これらの市町は柑橘栽培と漁業の盛んな伊方町 (61.2%) を筆頭に、総じて農林漁業従事者の多い市町 (伊方町の農林漁業従事者は30.0%) です。
事業規模は小さいところが多いため「雇人のない業主」「家族従業者」の割合も高くなっています。

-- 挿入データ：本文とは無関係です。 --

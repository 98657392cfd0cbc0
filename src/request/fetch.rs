//! The fetch directive and its per-relationship derivation.
//!
//! A [`FetchRequest`] is the structured form of a fetch request's path and
//! query string: requested includes (dotted paths), sparse fieldsets,
//! filters, pagination and sort. The assembly engine walks resource graphs
//! with it, deriving one child directive per relationship via
//! [`FetchRequest::sub_request`].
//!
//! # Example
//!
//! ```rust
//! use jsonapi_server::http::HttpRequest;
//! use jsonapi_server::request::FetchRequest;
//!
//! let request = FetchRequest::from_http_request(
//!     &HttpRequest::get("/tests/test-1?include=examples,examples.server&fields[tests]=name"),
//!     "",
//! )
//! .unwrap();
//!
//! assert!(request.requested_include("examples"));
//! assert!(request.requested_field("tests", "name"));
//! assert!(!request.requested_field("tests", "secret"));
//!
//! // Deriving for `examples` narrows the dotted include to its suffix.
//! let sub = request.sub_request("examples", false);
//! assert!(sub.requested_include("server"));
//! assert!(!sub.only_identifiers());
//! ```

use std::collections::{BTreeMap, HashMap};
use std::sync::{Arc, Mutex, PoisonError};

use serde::{Deserialize, Serialize};
use serde_json::Value;

use crate::error::JsonApiError;
use crate::http::{HttpRequest, QueryParams, QueryValue};
use crate::request::base::{parse_path, validate_content_type};

/// One requested sort criterion.
#[derive(Clone, Debug, PartialEq, Eq, Serialize, Deserialize)]
pub struct SortInstruction {
    /// The field to sort by.
    pub field: String,
    /// `true` for ascending order; a leading `-` in the query flips this.
    pub ascending: bool,
}

/// A parsed fetch directive.
///
/// Directives are immutable after construction, with one exception: the
/// sub-request cache filled by [`sub_request`](Self::sub_request) is
/// append-only and keyed, so repeated derivation for the same relationship
/// observes one shared child. A directive is meant to be driven by a
/// single thread per request.
#[derive(Debug)]
pub struct FetchRequest {
    resource_type: String,
    id: String,
    relationship: String,
    only_identifiers: bool,
    is_main_request: bool,
    includes: Vec<String>,
    included_relationships: Vec<String>,
    fields: HashMap<String, Vec<String>>,
    filter: BTreeMap<String, Value>,
    pagination: BTreeMap<String, String>,
    sorting: Vec<SortInstruction>,
    uri: String,
    query: QueryParams,
    sub_requests: Mutex<HashMap<(String, bool), Arc<FetchRequest>>>,
}

impl FetchRequest {
    /// Parses the main fetch directive of a request.
    ///
    /// # Errors
    ///
    /// Returns [`JsonApiError::UnsupportedMediaType`] for a wrong
    /// `Content-Type` header, and [`JsonApiError::MalformedRequest`] naming
    /// the offending parameter for an invalid path or query shape.
    pub fn from_http_request(
        request: &HttpRequest,
        api_prefix: &str,
    ) -> Result<Self, JsonApiError> {
        validate_content_type(request)?;

        let target = parse_path(&request.path, api_prefix)?;
        let query = QueryParams::parse(&request.query)?;

        let mut fetch = Self {
            resource_type: target.resource_type,
            id: target.id,
            relationship: target.relationship,
            only_identifiers: target.only_identifiers,
            is_main_request: true,
            includes: Vec::new(),
            included_relationships: Vec::new(),
            fields: HashMap::new(),
            filter: BTreeMap::new(),
            pagination: BTreeMap::new(),
            sorting: Vec::new(),
            uri: request.uri(),
            query,
            sub_requests: Mutex::new(HashMap::new()),
        };

        fetch.build_from_query()?;
        Ok(fetch)
    }

    fn build_from_query(&mut self) -> Result<(), JsonApiError> {
        match self.query.value("include").cloned() {
            None => {}
            Some(QueryValue::Scalar(tokens)) => {
                for token in tokens.split(',') {
                    let token = token.trim();
                    if !token.is_empty() {
                        self.include(token);
                    }
                }
            }
            Some(QueryValue::Nested(_)) => {
                return Err(JsonApiError::malformed("Invalid include parameter given"));
            }
        }

        match self.query.value("fields").cloned() {
            None => {}
            Some(QueryValue::Nested(entries)) => {
                for (resource_type, names) in entries {
                    for name in names.split(',') {
                        let name = name.trim();
                        if !name.is_empty() {
                            self.field(&resource_type, name);
                        }
                    }
                }
            }
            Some(QueryValue::Scalar(_)) => {
                return Err(JsonApiError::malformed("Invalid fields parameter given"));
            }
        }

        match self.query.value("filter").cloned() {
            None => {}
            Some(QueryValue::Scalar(json)) => {
                let parsed: Value = serde_json::from_str(&json)
                    .map_err(|_| JsonApiError::malformed("Invalid filter parameter given"))?;
                let Value::Object(entries) = parsed else {
                    return Err(JsonApiError::malformed("Invalid filter parameter given"));
                };
                for (key, value) in entries {
                    self.filter.insert(key, value);
                }
            }
            Some(QueryValue::Nested(entries)) => {
                for (key, value) in entries {
                    self.filter.insert(key, Value::String(value));
                }
            }
        }

        match self.query.value("page").cloned() {
            None => {}
            Some(QueryValue::Nested(entries)) => {
                for (key, value) in entries {
                    self.pagination.insert(key, value);
                }
            }
            Some(QueryValue::Scalar(_)) => {
                return Err(JsonApiError::malformed("Invalid page parameter given"));
            }
        }

        match self.query.value("sort").cloned() {
            None => {}
            Some(QueryValue::Scalar(tokens)) => {
                for token in tokens.split(',') {
                    let token = token.trim();
                    if token.is_empty() {
                        continue;
                    }
                    let (field, ascending) = token
                        .strip_prefix('-')
                        .map_or((token, true), |field| (field, false));
                    self.sorting.push(SortInstruction {
                        field: field.to_string(),
                        ascending,
                    });
                }
            }
            Some(QueryValue::Nested(_)) => {
                return Err(JsonApiError::malformed("Invalid sort parameter given"));
            }
        }

        Ok(())
    }

    /// Records an include token. Re-adding a present token is a no-op.
    fn include(&mut self, token: &str) {
        if !self.includes.iter().any(|existing| existing == token) {
            self.includes.push(token.to_string());
        }
        if !token.contains('.')
            && !self
                .included_relationships
                .iter()
                .any(|existing| existing == token)
        {
            self.included_relationships.push(token.to_string());
        }
    }

    /// Records one allowed field for a type.
    fn field(&mut self, resource_type: &str, name: &str) {
        let names = self.fields.entry(resource_type.to_string()).or_default();
        if !names.iter().any(|existing| existing == name) {
            names.push(name.to_string());
        }
    }

    /// Returns the requested resource type.
    #[must_use]
    pub fn resource_type(&self) -> &str {
        &self.resource_type
    }

    /// Returns the requested resource id (empty for collection requests).
    #[must_use]
    pub fn id(&self) -> &str {
        &self.id
    }

    /// Returns `true` when the path names a resource id.
    #[must_use]
    pub fn contains_id(&self) -> bool {
        !self.id.is_empty()
    }

    /// Returns the requested relationship name (empty for none).
    #[must_use]
    pub fn relationship(&self) -> &str {
        &self.relationship
    }

    /// Returns `true` when the path targets a relationship.
    #[must_use]
    pub fn is_relationship_request(&self) -> bool {
        !self.relationship.is_empty()
    }

    /// Returns `true` when the response may expose only resource
    /// identifiers (relationship-linkage requests and non-included
    /// sub-traversal).
    #[must_use]
    pub const fn only_identifiers(&self) -> bool {
        self.only_identifiers
    }

    /// Returns `true` when the response should contain attributes and
    /// relationships.
    #[must_use]
    pub const fn requested_resource_body(&self) -> bool {
        !self.only_identifiers
    }

    /// Returns `true` for the directive parsed from the HTTP request, and
    /// `false` for derived sub-directives.
    #[must_use]
    pub const fn is_main_request(&self) -> bool {
        self.is_main_request
    }

    /// Returns all requested include tokens, dotted paths included.
    #[must_use]
    pub fn includes(&self) -> &[String] {
        &self.includes
    }

    /// Returns `true` when the relationship was requested via a top-level
    /// include token.
    #[must_use]
    pub fn requested_include(&self, relationship: &str) -> bool {
        self.included_relationships
            .iter()
            .any(|included| included == relationship)
    }

    /// Returns the sparse fieldsets by resource type.
    #[must_use]
    pub const fn fields(&self) -> &HashMap<String, Vec<String>> {
        &self.fields
    }

    /// Returns `true` when an attribute passes the fieldset for its type.
    ///
    /// A type without a fieldset entry allows all attributes.
    #[must_use]
    pub fn requested_field(&self, resource_type: &str, name: &str) -> bool {
        self.fields
            .get(resource_type)
            .map_or(true, |names| names.iter().any(|allowed| allowed == name))
    }

    /// Returns the filter values by key.
    #[must_use]
    pub const fn filter(&self) -> &BTreeMap<String, Value> {
        &self.filter
    }

    /// Returns the pagination parameters verbatim.
    #[must_use]
    pub const fn pagination(&self) -> &BTreeMap<String, String> {
        &self.pagination
    }

    /// Returns the requested sort criteria in order.
    #[must_use]
    pub fn sorting(&self) -> &[SortInstruction] {
        &self.sorting
    }

    /// Returns the original request URI verbatim.
    #[must_use]
    pub fn uri(&self) -> &str {
        &self.uri
    }

    /// Returns the parsed query parameters of the originating request.
    #[must_use]
    pub const fn query_params(&self) -> &QueryParams {
        &self.query
    }

    /// Derives the sub-directive for traversing one relationship.
    ///
    /// The child drops sort and pagination, drops filters unless
    /// `keep_filters`, narrows dotted includes to the suffixes behind
    /// `relationship.`, copies fieldsets unchanged, and exposes full
    /// resource bodies only when the relationship was requested via a
    /// top-level include. Derivation is memoized per
    /// `(relationship, keep_filters)`, so both the attribute-filtering and
    /// the inclusion step of the assembly observe the same child object.
    #[must_use]
    pub fn sub_request(&self, relationship: &str, keep_filters: bool) -> Arc<Self> {
        let key = (relationship.to_string(), keep_filters);
        let mut cache = self
            .sub_requests
            .lock()
            .unwrap_or_else(PoisonError::into_inner);

        if let Some(existing) = cache.get(&key) {
            return Arc::clone(existing);
        }

        let mut child = Self {
            resource_type: self.resource_type.clone(),
            id: self.id.clone(),
            relationship: String::new(),
            only_identifiers: !self.requested_include(relationship),
            is_main_request: false,
            includes: Vec::new(),
            included_relationships: Vec::new(),
            fields: self.fields.clone(),
            filter: if keep_filters {
                self.filter.clone()
            } else {
                BTreeMap::new()
            },
            pagination: BTreeMap::new(),
            sorting: Vec::new(),
            uri: self.uri.clone(),
            query: QueryParams::default(),
            sub_requests: Mutex::new(HashMap::new()),
        };

        let prefix = format!("{relationship}.");
        for token in &self.includes {
            if let Some(suffix) = token.strip_prefix(&prefix) {
                if !suffix.is_empty() {
                    child.include(suffix);
                }
            }
        }

        let mut query = self.query.clone();
        query.remove("include");
        query.remove("sort");
        query.remove("page");
        query.remove("filter");
        if keep_filters {
            for (key, value) in &child.filter {
                let rendered = match value {
                    Value::String(text) => text.clone(),
                    other => other.to_string(),
                };
                query.set_nested_entry("filter", key, rendered);
            }
        }
        if !child.includes.is_empty() {
            query.set_scalar("include", child.includes.join(","));
        }
        child.query = query;

        let child = Arc::new(child);
        cache.insert(key, Arc::clone(&child));
        child
    }
}

// Verify FetchRequest is Send + Sync at compile time
const _: fn() = || {
    const fn assert_send_sync<T: Send + Sync>() {}
    assert_send_sync::<FetchRequest>();
    assert_send_sync::<SortInstruction>();
};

こうした地域では、繁忙期と閑散期、時間帯別の労働力の調整が課題となっています。
みかんの収穫作業ほか期間限定、時間帯限定のパートタイム雇用の人手不足を嘆く声はよく耳にするのですが、生活圏内で様々な短時間雇用を組み合わせて生活できる額の収入を得られるほどには求人の種類と量が存在しないため、引き受けられる労働者の数はそう多くありません。
競争力があって比較的収益性の高い柑橘栽培については各事業者や農協、行政が資金を投じて地域外から労働力を集められていますが、その他の産業の人手不足感は容易には解決しない状況です。
この要因には製造業など収益性の高い産業が徐々に撤退していった歴史的経緯も関わっていますし、高齢化も関わっています。
そして、地域ごとの賃金格差。
愛媛県の最低賃金は897円であるのに対して、東京都では1,113円 (どちらも2023年12月21日時点)。
この差も深く関わっています。


割合の比較と対策の関係

割合が比較的高ければ対策が必要になるのか、というと、それは少し違うんじゃないかと思います。
割合が低くても、困難に面するおそれのある方が1人でもいらっしゃるのならば、社会として対策を考えておくに越したことはありません。

ではなぜ割合を比較するのか。
それは、優先順位と予算配分を考える指標になるからだと考えています。
様々な困難に面するおそれを全て0にすることは、どれだけ労力とお金を注いでもできません。
その上で、困難に面するおそれの比較的大きい課題には優先的に労力とお金を注いでいくことでバランスを取りながら、様々な課題の改善に並行して取り組んでいく。
そのために統計データを見て、割合を比較し、地域の特徴を考えることが役に立つのだと思っています。


もう1回また別の観点から、統計データに基づく愛媛県の状況を記事にしてみるつもりです。